Task details:
Make an exact copy of every entry, from the first line to the last.

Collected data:
▶

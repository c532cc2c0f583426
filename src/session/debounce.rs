//! Coalescing of bursty change events.

use std::collections::BTreeSet;
use std::time::{Duration, Instant};

/// Default quiet period before pending items are released.
pub const DEFAULT_DEBOUNCE_MS: u64 = 200;

/// Collects distinct items until no new one has arrived for `delay`.
#[derive(Debug, Clone)]
pub struct Debouncer<T: Ord> {
    delay: Duration,
    pending: BTreeSet<T>,
    last_event: Option<Instant>,
}

impl<T: Ord> Debouncer<T> {
    pub fn new(delay: Duration) -> Self {
        Self {
            delay,
            pending: BTreeSet::new(),
            last_event: None,
        }
    }

    pub fn delay(&self) -> Duration {
        self.delay
    }

    /// Record an item and restart the quiet period.
    pub fn push(&mut self, item: T, now: Instant) {
        self.pending.insert(item);
        self.last_event = Some(now);
    }

    pub fn is_pending(&self) -> bool {
        !self.pending.is_empty()
    }

    /// Time left before the batch is ready; `None` when nothing is pending.
    pub fn time_remaining(&self, now: Instant) -> Option<Duration> {
        if !self.is_pending() {
            return None;
        }
        let elapsed = self
            .last_event
            .map(|last| now.saturating_duration_since(last))
            .unwrap_or(self.delay);
        Some(self.delay.saturating_sub(elapsed))
    }

    /// Drain the batch once the quiet period has elapsed.
    pub fn take_ready(&mut self, now: Instant) -> Option<Vec<T>> {
        match self.time_remaining(now) {
            Some(remaining) if remaining.is_zero() => {
                self.last_event = None;
                Some(std::mem::take(&mut self.pending).into_iter().collect())
            }
            _ => None,
        }
    }
}

impl<T: Ord> Default for Debouncer<T> {
    fn default() -> Self {
        Self::new(Duration::from_millis(DEFAULT_DEBOUNCE_MS))
    }
}

#[cfg(test)]
mod tests {
    use super::*;

    #[test]
    fn test_burst_coalesces_into_one_batch() {
        let start = Instant::now();
        let mut debouncer = Debouncer::new(Duration::from_millis(100));

        debouncer.push("b.rs", start);
        debouncer.push("a.rs", start + Duration::from_millis(30));
        debouncer.push("b.rs", start + Duration::from_millis(60));

        assert!(debouncer.take_ready(start + Duration::from_millis(120)).is_none());
        assert_eq!(
            debouncer.time_remaining(start + Duration::from_millis(120)),
            Some(Duration::from_millis(40))
        );

        let batch = debouncer.take_ready(start + Duration::from_millis(160)).unwrap();
        assert_eq!(batch, vec!["a.rs", "b.rs"]);
        assert!(!debouncer.is_pending());
        assert!(debouncer.take_ready(start + Duration::from_secs(10)).is_none());
    }

    #[test]
    fn test_nothing_pending() {
        let debouncer: Debouncer<String> = Debouncer::default();
        assert_eq!(debouncer.delay(), Duration::from_millis(DEFAULT_DEBOUNCE_MS));
        assert_eq!(debouncer.time_remaining(Instant::now()), None);
    }

    #[test]
    fn test_zero_delay_is_immediately_ready() {
        let now = Instant::now();
        let mut debouncer = Debouncer::new(Duration::ZERO);
        debouncer.push(1, now);
        assert_eq!(debouncer.take_ready(now), Some(vec![1]));
    }
}
//! Filesystem primitives used by the storage layer.
//!
//! This module provides:
//! - `FileSystem` - The operations the commit protocol needs
//! - `LocalFs` - The real implementation on the local disk

use crate::Result;
use std::fs::{self, OpenOptions};
use std::io::Write;
use std::path::Path;
use tempfile::NamedTempFile;

/// Kind of access checked by [`FileSystem::check_access`].
#[derive(Debug, Clone, Copy, PartialEq, Eq)]
pub enum AccessMode {
    Read,
    Write,
}

impl AccessMode {
    /// Get the string representation.
    pub fn as_str(&self) -> &'static str {
        match self {
            Self::Read => "read",
            Self::Write => "write",
        }
    }
}

impl std::fmt::Display for AccessMode {
    fn fmt(&self, f: &mut std::fmt::Formatter<'_>) -> std::fmt::Result {
        write!(f, "{}", self.as_str())
    }
}

/// Trait for the filesystem operations behind persistence.
///
/// Tests wrap `LocalFs` to inject failures at specific steps.
pub trait FileSystem: Send + Sync {
    /// Check whether a path exists.
    fn exists(&self, path: &Path) -> bool;

    /// Check whether a path can be opened with the given access.
    fn check_access(&self, path: &Path, mode: AccessMode) -> bool;

    /// Read a whole file as UTF-8.
    fn read_to_string(&self, path: &Path) -> Result<String>;

    /// Truncate and write a file.
    fn write(&self, path: &Path, content: &str) -> Result<()>;

    /// Copy `from` over `to`. Readers of `to` never see a partial file.
    fn copy(&self, from: &Path, to: &Path) -> Result<()>;

    /// Remove a file.
    fn remove(&self, path: &Path) -> Result<()>;

    /// Create a directory and all of its parents.
    fn create_dir_all(&self, path: &Path) -> Result<()>;
}

/// Local disk implementation.
#[derive(Debug, Clone, Copy, Default)]
pub struct LocalFs;

impl FileSystem for LocalFs {
    fn exists(&self, path: &Path) -> bool {
        path.exists()
    }

    fn check_access(&self, path: &Path, mode: AccessMode) -> bool {
        match mode {
            AccessMode::Read => OpenOptions::new().read(true).open(path).is_ok(),
            AccessMode::Write => {
                if path.exists() {
                    OpenOptions::new().append(true).open(path).is_ok()
                } else {
                    path.parent()
                        .and_then(|p| fs::metadata(p).ok())
                        .is_some_and(|m| m.is_dir() && !m.permissions().readonly())
                }
            }
        }
    }

    fn read_to_string(&self, path: &Path) -> Result<String> {
        Ok(fs::read_to_string(path)?)
    }

    fn write(&self, path: &Path, content: &str) -> Result<()> {
        fs::write(path, content)?;
        Ok(())
    }

    fn copy(&self, from: &Path, to: &Path) -> Result<()> {
        let content = fs::read(from)?;
        let dir = to.parent().unwrap_or_else(|| Path::new("."));
        let mut tmp = NamedTempFile::new_in(dir)?;
        tmp.write_all(&content)?;
        tmp.as_file().sync_all()?;
        tmp.persist(to).map_err(|e| e.error)?;
        Ok(())
    }

    fn remove(&self, path: &Path) -> Result<()> {
        fs::remove_file(path)?;
        Ok(())
    }

    fn create_dir_all(&self, path: &Path) -> Result<()> {
        fs::create_dir_all(path)?;
        Ok(())
    }
}

#[cfg(test)]
mod tests {
    use super::*;
    use tempfile::TempDir;

    #[test]
    fn test_copy_replaces_target() {
        let dir = TempDir::new().unwrap();
        let from = dir.path().join("a.json");
        let to = dir.path().join("b.json");
        fs::write(&from, "new").unwrap();
        fs::write(&to, "old").unwrap();

        LocalFs.copy(&from, &to).unwrap();

        assert_eq!(fs::read_to_string(&to).unwrap(), "new");
        assert_eq!(fs::read_to_string(&from).unwrap(), "new");
        // No temporary siblings left behind
        assert_eq!(fs::read_dir(dir.path()).unwrap().count(), 2);
    }

    #[test]
    fn test_copy_missing_source_fails() {
        let dir = TempDir::new().unwrap();
        let result = LocalFs.copy(&dir.path().join("nope"), &dir.path().join("b"));
        assert!(result.is_err());
        assert!(!dir.path().join("b").exists());
    }

    #[test]
    fn test_check_access() {
        let dir = TempDir::new().unwrap();
        let file = dir.path().join("f");
        assert!(!LocalFs.check_access(&file, AccessMode::Read));
        assert!(LocalFs.check_access(&file, AccessMode::Write));
        fs::write(&file, "x").unwrap();
        assert!(LocalFs.check_access(&file, AccessMode::Read));
    }
}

◀

Task solution:
repository c532cc2c0f583426
filename src/session/debounce.rs
//! Coalescing of bursty change events.

use std::collections::BTreeSet;
use std::time::{Duration, Instant};

/// Default quiet period before pending items are released.
pub const DEFAULT_DEBOUNCE_MS: u64 = 200;

/// Collects distinct items until no new one has arrived for `delay`.
#[derive(Debug, Clone)]
pub struct Debouncer<T: Ord> {
    delay: Duration,
    pending: BTreeSet<T>,
    last_event: Option<Instant>,
}

impl<T: Ord> Debouncer<T> {
    pub fn new(delay: Duration) -> Self {
        Self {
            delay,
            pending: BTreeSet::new(),
            last_event: None,
        }
    }

    pub fn delay(&self) -> Duration {
        self.delay
    }

    /// Record an item and restart the quiet period.
    pub fn push(&mut self, item: T, now: Instant) {
        self.pending.insert(item);
        self.last_event = Some(now);
    }

    pub fn is_pending(&self) -> bool {
        !self.pending.is_empty()
    }

    /// Time left before the batch is ready; `None` when nothing is pending.
    pub fn time_remaining(&self, now: Instant) -> Option<Duration> {
        if !self.is_pending() {
            return None;
        }
        let elapsed = self
            .last_event
            .map(|last| now.saturating_duration_since(last))
            .unwrap_or(self.delay);
        Some(self.delay.saturating_sub(elapsed))
    }

    /// Drain the batch once the quiet period has elapsed.
    pub fn take_ready(&mut self, now: Instant) -> Option<Vec<T>> {
        match self.time_remaining(now) {
            Some(remaining) if remaining.is_zero() => {
                self.last_event = None;
                Some(std::mem::take(&mut self.pending).into_iter().collect())
            }
            _ => None,
        }
    }
}

impl<T: Ord> Default for Debouncer<T> {
    fn default() -> Self {
        Self::new(Duration::from_millis(DEFAULT_DEBOUNCE_MS))
    }
}

#[cfg(test)]
mod tests {
    use super::*;

    #[test]
    fn test_burst_coalesces_into_one_batch() {
        let start = Instant::now();
        let mut debouncer = Debouncer::new(Duration::from_millis(100));

        debouncer.push("b.rs", start);
        debouncer.push("a.rs", start + Duration::from_millis(30));
        debouncer.push("b.rs", start + Duration::from_millis(60));

        assert!(debouncer.take_ready(start + Duration::from_millis(120)).is_none());
        assert_eq!(
            debouncer.time_remaining(start + Duration::from_millis(120)),
            Some(Duration::from_millis(40))
        );

        let batch = debouncer.take_ready(start + Duration::from_millis(160)).unwrap();
        assert_eq!(batch, vec!["a.rs", "b.rs"]);
        assert!(!debouncer.is_pending());
        assert!(debouncer.take_ready(start + Duration::from_secs(10)).is_none());
    }

    #[test]
    fn test_nothing_pending() {
        let debouncer: Debouncer<String> = Debouncer::default();
        assert_eq!(debouncer.delay(), Duration::from_millis(DEFAULT_DEBOUNCE_MS));
        assert_eq!(debouncer.time_remaining(Instant::now()), None);
    }

    #[test]
    fn test_zero_delay_is_immediately_ready() {
        let now = Instant::now();
        let mut debouncer = Debouncer::new(Duration::ZERO);
        debouncer.push(1, now);
        assert_eq!(debouncer.take_ready(now), Some(vec![1]));
    }
}
//! Filesystem primitives used by the storage layer.
//!
//! This module provides:
//! - `FileSystem` - The operations the commit protocol needs
//! - `LocalFs` - The real implementation on the local disk

use crate::Result;
use std::fs::{self, OpenOptions};
use std::io::Write;
use std::path::Path;
use tempfile::NamedTempFile;

/// Kind of access checked by [`FileSystem::check_access`].
#[derive(Debug, Clone, Copy, PartialEq, Eq)]
pub enum AccessMode {
    Read,
    Write,
}

impl AccessMode {
    /// Get the string representation.
    pub fn as_str(&self) -> &'static str {
        match self {
            Self::Read => "read",
            Self::Write => "write",
        }
    }
}

impl std::fmt::Display for AccessMode {
    fn fmt(&self, f: &mut std::fmt::Formatter<'_>) -> std::fmt::Result {
        write!(f, "{}", self.as_str())
    }
}

/// Trait for the filesystem operations behind persistence.
///
/// Tests wrap `LocalFs` to inject failures at specific steps.
pub trait FileSystem: Send + Sync {
    /// Check whether a path exists.
    fn exists(&self, path: &Path) -> bool;

    /// Check whether a path can be opened with the given access.
    fn check_access(&self, path: &Path, mode: AccessMode) -> bool;

    /// Read a whole file as UTF-8.
    fn read_to_string(&self, path: &Path) -> Result<String>;

    /// Truncate and write a file.
    fn write(&self, path: &Path, content: &str) -> Result<()>;

    /// Copy `from` over `to`. Readers of `to` never see a partial file.
    fn copy(&self, from: &Path, to: &Path) -> Result<()>;

    /// Remove a file.
    fn remove(&self, path: &Path) -> Result<()>;

    /// Create a directory and all of its parents.
    fn create_dir_all(&self, path: &Path) -> Result<()>;
}

/// Local disk implementation.
#[derive(Debug, Clone, Copy, Default)]
pub struct LocalFs;

impl FileSystem for LocalFs {
    fn exists(&self, path: &Path) -> bool {
        path.exists()
    }

    fn check_access(&self, path: &Path, mode: AccessMode) -> bool {
        match mode {
            AccessMode::Read => OpenOptions::new().read(true).open(path).is_ok(),
            AccessMode::Write => {
                if path.exists() {
                    OpenOptions::new().append(true).open(path).is_ok()
                } else {
                    path.parent()
                        .and_then(|p| fs::metadata(p).ok())
                        .is_some_and(|m| m.is_dir() && !m.permissions().readonly())
                }
            }
        }
    }

    fn read_to_string(&self, path: &Path) -> Result<String> {
        Ok(fs::read_to_string(path)?)
    }

    fn write(&self, path: &Path, content: &str) -> Result<()> {
        fs::write(path, content)?;
        Ok(())
    }

    fn copy(&self, from: &Path, to: &Path) -> Result<()> {
        let content = fs::read(from)?;
        let dir = to.parent().unwrap_or_else(|| Path::new("."));
        let mut tmp = NamedTempFile::new_in(dir)?;
        tmp.write_all(&content)?;
        tmp.as_file().sync_all()?;
        tmp.persist(to).map_err(|e| e.error)?;
        Ok(())
    }

    fn remove(&self, path: &Path) -> Result<()> {
        fs::remove_file(path)?;
        Ok(())
    }

    fn create_dir_all(&self, path: &Path) -> Result<()> {
        fs::create_dir_all(path)?;
        Ok(())
    }
}

#[cfg(test)]
mod tests {
    use super::*;
    use tempfile::TempDir;

    #[test]
    fn test_copy_replaces_target() {
        let dir = TempDir::new().unwrap();
        let from = dir.path().join("a.json");
        let to = dir.path().join("b.json");
        fs::write(&from, "new").unwrap();
        fs::write(&to, "old").unwrap();

        LocalFs.copy(&from, &to).unwrap();

        assert_eq!(fs::read_to_string(&to).unwrap(), "new");
        assert_eq!(fs::read_to_string(&from).unwrap(), "new");
        // No temporary siblings left behind
        assert_eq!(fs::read_dir(dir.path()).unwrap().count(), 2);
    }

    #[test]
    fn test_copy_missing_source_fails() {
        let dir = TempDir::new().unwrap();
        let result = LocalFs.copy(&dir.path().join("nope"), &dir.path().join("b"));
        assert!(result.is_err());
        assert!(!dir.path().join("b").exists());
    }

    #[test]
    fn test_check_access() {
        let dir = TempDir::new().unwrap();
        let file = dir.path().join("f");
        assert!(!LocalFs.check_access(&file, AccessMode::Read));
        assert!(LocalFs.check_access(&file, AccessMode::Write));
        fs::write(&file, "x").unwrap();
        assert!(LocalFs.check_access(&file, AccessMode::Read));
    }
}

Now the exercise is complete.